## ASSIGNMENT
Produce an exact copy of all records below.
--- EXTRACTED INFORMATION Enclosed Below ---
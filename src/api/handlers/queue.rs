//! Queue build handler.

use axum::extract::State;
use axum::response::IntoResponse;
use axum::routing::post;
use axum::{Json, Router};

use crate::api::dto::BuildQueueRequest;
use crate::app_state::AppState;
use crate::error::{ErrorResponse, GatewayError};
use crate::queue::QueueResponse;
use crate::service::QueueRequest;

/// `POST /queue`: Build a weighted notification queue.
///
/// # Errors
///
/// Returns [`GatewayError::InvalidRequest`] for an empty widget list, or
/// [`GatewayError::StoreUnavailable`] if no candidates could be fetched.
#[utoipa::path(
    post,
    path = "/api/v1/queue",
    tag = "Queue",
    summary = "Build a notification queue",
    description = "Fetches approved, in-window candidates per event type, interleaves them by weighted round-robin without replacement, and renders each message. A type whose fetch fails contributes nothing; the queue may be shorter than requested.",
    request_body = BuildQueueRequest,
    responses(
        (status = 200, description = "Rendered queue with build metadata", body = QueueResponse),
        (status = 400, description = "Invalid request", body = ErrorResponse),
        (status = 503, description = "Event store unavailable", body = ErrorResponse),
    )
)]
pub async fn build_queue(
    State(state): State<AppState>,
    Json(req): Json<BuildQueueRequest>,
) -> Result<impl IntoResponse, GatewayError> {
    let request = QueueRequest::from(req);
    let response = state.queue_service.build_queue(&request).await?;
    Ok(Json(response))
}

/// Queue routes.
pub fn routes() -> Router<AppState> {
    Router::new().route("/queue", post(build_queue))
}
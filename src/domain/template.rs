//! Message templates: stored catalog, fallbacks, and the `{{field}}` renderer.

use std::collections::HashMap;
use std::sync::LazyLock;

use chrono::{DateTime, Utc};
use regex::{Captures, Regex};
use serde::{Deserialize, Serialize};
use serde_json::Value;
use utoipa::ToSchema;

use super::{EventType, IntegrationType, NormalizedEvent};

/// Placeholder name shown when an event has no usable display name.
pub const ANONYMOUS_NAME: &str = "Someone";

/// Template used when neither a stored row nor a per-type fallback exists.
pub const GENERIC_TEMPLATE: &str = "{{user_name}} just took action";

/// `{{identifier}}` token.
static PLACEHOLDER: LazyLock<Option<Regex>> =
    LazyLock::new(|| Regex::new(r"\{\{(\w+)\}\}").ok());

/// Substitutes `{{identifier}}` tokens in `template` from `data`.
///
/// Missing keys render as the empty string. The scan is single-pass:
/// substituted values are never re-scanned, so a value containing `{{x}}`
/// is emitted literally.
#[must_use]
pub fn render(template: &str, data: &HashMap<String, String>) -> String {
    let Some(re) = PLACEHOLDER.as_ref() else {
        return template.to_string();
    };
    re.replace_all(template, |caps: &Captures<'_>| {
        caps.get(1)
            .and_then(|key| data.get(key.as_str()))
            .cloned()
            .unwrap_or_default()
    })
    .into_owned()
}

/// Deterministic fallback template for an event type.
#[must_use]
pub const fn fallback_template(event_type: EventType) -> &'static str {
    match event_type {
        EventType::Purchase => "{{user_name}} from {{user_location}} just bought {{product_name}}",
        EventType::Subscription => "{{user_name}} just subscribed to {{plan_name}}",
        EventType::Review => "{{user_name}} left a {{rating}}-star review",
        EventType::Signup => "{{user_name}} from {{user_location}} just signed up",
        EventType::FormSubmission => "{{user_name}} just submitted {{form_name}}",
        EventType::Testimonial => "\"{{message}}\" - {{user_name}}",
        EventType::Announcement => "{{message}}",
        EventType::LiveVisitors => "{{visitor_count}} people are viewing this page right now",
        EventType::Custom => GENERIC_TEMPLATE,
    }
}

/// A stored template row.
#[derive(Debug, Clone, PartialEq, Eq, Serialize, Deserialize, ToSchema)]
pub struct MessageTemplate {
    /// Row identifier.
    pub id: uuid::Uuid,
    /// Event type the template applies to.
    pub event_type: EventType,
    /// Source the template applies to; `None` matches every source.
    pub integration_type: Option<IntegrationType>,
    /// Template body.
    pub template: String,
    /// Higher wins.
    pub priority: i32,
    /// Inactive rows are ignored.
    pub is_active: bool,
}

/// In-memory snapshot of stored templates used during normalization.
#[derive(Debug, Clone, Default)]
pub struct TemplateCatalog {
    rows: Vec<MessageTemplate>,
}

impl TemplateCatalog {
    /// Creates a catalog from stored rows.
    #[must_use]
    pub fn new(rows: Vec<MessageTemplate>) -> Self {
        Self { rows }
    }

    /// Number of rows held.
    #[must_use]
    pub fn len(&self) -> usize {
        self.rows.len()
    }

    /// Returns `true` if the catalog holds no rows.
    #[must_use]
    pub fn is_empty(&self) -> bool {
        self.rows.is_empty()
    }

    /// Finds the best stored template for `(event_type, integration_type)`.
    ///
    /// Highest priority active row wins; on a tie a source-specific row
    /// beats a wildcard row.
    #[must_use]
    pub fn lookup(&self, event_type: EventType, integration_type: IntegrationType) -> Option<&str> {
        self.rows
            .iter()
            .filter(|row| row.is_active && row.event_type == event_type)
            .filter(|row| row.integration_type.is_none_or(|s| s == integration_type))
            .max_by_key(|row| (row.priority, row.integration_type.is_some()))
            .map(|row| row.template.as_str())
    }

    /// Stored template if any, else the per-type fallback.
    #[must_use]
    pub fn resolve(&self, event_type: EventType, integration_type: IntegrationType) -> String {
        self.lookup(event_type, integration_type)
            .unwrap_or_else(|| fallback_template(event_type))
            .to_string()
    }
}

/// Builds the substitution map for an event.
///
/// Scalar top-level `event_data` fields are exposed as strings, together
/// with `user_name` (defaulting to [`ANONYMOUS_NAME`]), `user_location`,
/// and a relative `time_ago`. The email is never exposed.
#[must_use]
pub fn render_data(event: &NormalizedEvent, now: DateTime<Utc>) -> HashMap<String, String> {
    let mut data: HashMap<String, String> = event
        .event_data
        .iter()
        .filter_map(|(key, value)| scalar_to_string(value).map(|s| (key.clone(), s)))
        .collect();
    data.remove("user_email");
    data.remove("email");
    data.insert(
        "user_name".to_string(),
        event
            .user_name
            .clone()
            .unwrap_or_else(|| ANONYMOUS_NAME.to_string()),
    );
    if let Some(location) = &event.user_location {
        data.insert("user_location".to_string(), location.clone());
    }
    data.insert("time_ago".to_string(), time_ago(event.created_at, now));
    data
}

/// Renders the event's own template.
#[must_use]
pub fn render_event(event: &NormalizedEvent, now: DateTime<Utc>) -> String {
    render(&event.message_template, &render_data(event, now))
}

/// Human-readable age of `at` relative to `now`.
#[must_use]
pub fn time_ago(at: DateTime<Utc>, now: DateTime<Utc>) -> String {
    let age = now.signed_duration_since(at);
    let minutes = age.num_minutes();
    if minutes < 1 {
        return "just now".to_string();
    }
    let (amount, unit) = if minutes < 60 {
        (minutes, "minute")
    } else if age.num_hours() < 24 {
        (age.num_hours(), "hour")
    } else {
        (age.num_days(), "day")
    };
    let plural = if amount == 1 { "" } else { "s" };
    format!("{amount} {unit}{plural} ago")
}

/// String form of a scalar JSON value; `None` for null, arrays, and
/// objects.
#[must_use]
pub fn scalar_to_string(value: &Value) -> Option<String> {
    match value {
        Value::String(s) => Some(s.clone()),
        Value::Number(n) => Some(n.to_string()),
        Value::Bool(b) => Some(b.to_string()),
        Value::Null | Value::Array(_) | Value::Object(_) => None,
    }
}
--- End of Enclosed EXTRACTED INFORMATION ---
## TASK OUTPUT
filename src/api/handlers/queue.rs
//! Queue build handler.

use axum::extract::State;
use axum::response::IntoResponse;
use axum::routing::post;
use axum::{Json, Router};

use crate::api::dto::BuildQueueRequest;
use crate::app_state::AppState;
use crate::error::{ErrorResponse, GatewayError};
use crate::queue::QueueResponse;
use crate::service::QueueRequest;

/// `POST /queue`: Build a weighted notification queue.
///
/// # Errors
///
/// Returns [`GatewayError::InvalidRequest`] for an empty widget list, or
/// [`GatewayError::StoreUnavailable`] if no candidates could be fetched.
#[utoipa::path(
    post,
    path = "/api/v1/queue",
    tag = "Queue",
    summary = "Build a notification queue",
    description = "Fetches approved, in-window candidates per event type, interleaves them by weighted round-robin without replacement, and renders each message. A type whose fetch fails contributes nothing; the queue may be shorter than requested.",
    request_body = BuildQueueRequest,
    responses(
        (status = 200, description = "Rendered queue with build metadata", body = QueueResponse),
        (status = 400, description = "Invalid request", body = ErrorResponse),
        (status = 503, description = "Event store unavailable", body = ErrorResponse),
    )
)]
pub async fn build_queue(
    State(state): State<AppState>,
    Json(req): Json<BuildQueueRequest>,
) -> Result<impl IntoResponse, GatewayError> {
    let request = QueueRequest::from(req);
    let response = state.queue_service.build_queue(&request).await?;
    Ok(Json(response))
}

/// Queue routes.
pub fn routes() -> Router<AppState> {
    Router::new().route("/queue", post(build_queue))
}
filename src/domain/template.rs
//! Message templates: stored catalog, fallbacks, and the `{{field}}` renderer.

use std::collections::HashMap;
use std::sync::LazyLock;

use chrono::{DateTime, Utc};
use regex::{Captures, Regex};
use serde::{Deserialize, Serialize};
use serde_json::Value;
use utoipa::ToSchema;

use super::{EventType, IntegrationType, NormalizedEvent};

/// Placeholder name shown when an event has no usable display name.
pub const ANONYMOUS_NAME: &str = "Someone";

/// Template used when neither a stored row nor a per-type fallback exists.
pub const GENERIC_TEMPLATE: &str = "{{user_name}} just took action";

/// `{{identifier}}` token.
static PLACEHOLDER: LazyLock<Option<Regex>> =
    LazyLock::new(|| Regex::new(r"\{\{(\w+)\}\}").ok());

/// Substitutes `{{identifier}}` tokens in `template` from `data`.
///
/// Missing keys render as the empty string. The scan is single-pass:
/// substituted values are never re-scanned, so a value containing `{{x}}`
/// is emitted literally.
#[must_use]
pub fn render(template: &str, data: &HashMap<String, String>) -> String {
    let Some(re) = PLACEHOLDER.as_ref() else {
        return template.to_string();
    };
    re.replace_all(template, |caps: &Captures<'_>| {
        caps.get(1)
            .and_then(|key| data.get(key.as_str()))
            .cloned()
            .unwrap_or_default()
    })
    .into_owned()
}

/// Deterministic fallback template for an event type.
#[must_use]
pub const fn fallback_template(event_type: EventType) -> &'static str {
    match event_type {
        EventType::Purchase => "{{user_name}} from {{user_location}} just bought {{product_name}}",
        EventType::Subscription => "{{user_name}} just subscribed to {{plan_name}}",
        EventType::Review => "{{user_name}} left a {{rating}}-star review",
        EventType::Signup => "{{user_name}} from {{user_location}} just signed up",
        EventType::FormSubmission => "{{user_name}} just submitted {{form_name}}",
        EventType::Testimonial => "\"{{message}}\" - {{user_name}}",
        EventType::Announcement => "{{message}}",
        EventType::LiveVisitors => "{{visitor_count}} people are viewing this page right now",
        EventType::Custom => GENERIC_TEMPLATE,
    }
}

/// A stored template row.
#[derive(Debug, Clone, PartialEq, Eq, Serialize, Deserialize, ToSchema)]
pub struct MessageTemplate {
    /// Row identifier.
    pub id: uuid::Uuid,
    /// Event type the template applies to.
    pub event_type: EventType,
    /// Source the template applies to; `None` matches every source.
    pub integration_type: Option<IntegrationType>,
    /// Template body.
    pub template: String,
    /// Higher wins.
    pub priority: i32,
    /// Inactive rows are ignored.
    pub is_active: bool,
}

/// In-memory snapshot of stored templates used during normalization.
#[derive(Debug, Clone, Default)]
pub struct TemplateCatalog {
    rows: Vec<MessageTemplate>,
}

impl TemplateCatalog {
    /// Creates a catalog from stored rows.
    #[must_use]
    pub fn new(rows: Vec<MessageTemplate>) -> Self {
        Self { rows }
    }

    /// Number of rows held.
    #[must_use]
    pub fn len(&self) -> usize {
        self.rows.len()
    }

    /// Returns `true` if the catalog holds no rows.
    #[must_use]
    pub fn is_empty(&self) -> bool {
        self.rows.is_empty()
    }

    /// Finds the best stored template for `(event_type, integration_type)`.
    ///
    /// Highest priority active row wins; on a tie a source-specific row
    /// beats a wildcard row.
    #[must_use]
    pub fn lookup(&self, event_type: EventType, integration_type: IntegrationType) -> Option<&str> {
        self.rows
            .iter()
            .filter(|row| row.is_active && row.event_type == event_type)
            .filter(|row| row.integration_type.is_none_or(|s| s == integration_type))
            .max_by_key(|row| (row.priority, row.integration_type.is_some()))
            .map(|row| row.template.as_str())
    }

    /// Stored template if any, else the per-type fallback.
    #[must_use]
    pub fn resolve(&self, event_type: EventType, integration_type: IntegrationType) -> String {
        self.lookup(event_type, integration_type)
            .unwrap_or_else(|| fallback_template(event_type))
            .to_string()
    }
}

/// Builds the substitution map for an event.
///
/// Scalar top-level `event_data` fields are exposed as strings, together
/// with `user_name` (defaulting to [`ANONYMOUS_NAME`]), `user_location`,
/// and a relative `time_ago`. The email is never exposed.
#[must_use]
pub fn render_data(event: &NormalizedEvent, now: DateTime<Utc>) -> HashMap<String, String> {
    let mut data: HashMap<String, String> = event
        .event_data
        .iter()
        .filter_map(|(key, value)| scalar_to_string(value).map(|s| (key.clone(), s)))
        .collect();
    data.remove("user_email");
    data.remove("email");
    data.insert(
        "user_name".to_string(),
        event
            .user_name
            .clone()
            .unwrap_or_else(|| ANONYMOUS_NAME.to_string()),
    );
    if let Some(location) = &event.user_location {
        data.insert("user_location".to_string(), location.clone());
    }
    data.insert("time_ago".to_string(), time_ago(event.created_at, now));
    data
}

/// Renders the event's own template.
#[must_use]
pub fn render_event(event: &NormalizedEvent, now: DateTime<Utc>) -> String {
    render(&event.message_template, &render_data(event, now))
}

/// Human-readable age of `at` relative to `now`.
#[must_use]
pub fn time_ago(at: DateTime<Utc>, now: DateTime<Utc>) -> String {
    let age = now.signed_duration_since(at);
    let minutes = age.num_minutes();
    if minutes < 1 {
        return "just now".to_string();
    }
    let (amount, unit) = if minutes < 60 {
        (minutes, "minute")
    } else if age.num_hours() < 24 {
        (age.num_hours(), "hour")
    } else {
        (age.num_days(), "day")
    };
    let plural = if amount == 1 { "" } else { "s" };
    format!("{amount} {unit}{plural} ago")
}

/// String form of a scalar JSON value; `None` for null, arrays, and
/// objects.
#[must_use]
pub fn scalar_to_string(value: &Value) -> Option<String> {
    match value {
        Value::String(s) => Some(s.clone()),
        Value::Number(n) => Some(n.to_string()),
        Value::Bool(b) => Some(b.to_string()),
        Value::Null | Value::Array(_) | Value::Object(_) => None,
    }
}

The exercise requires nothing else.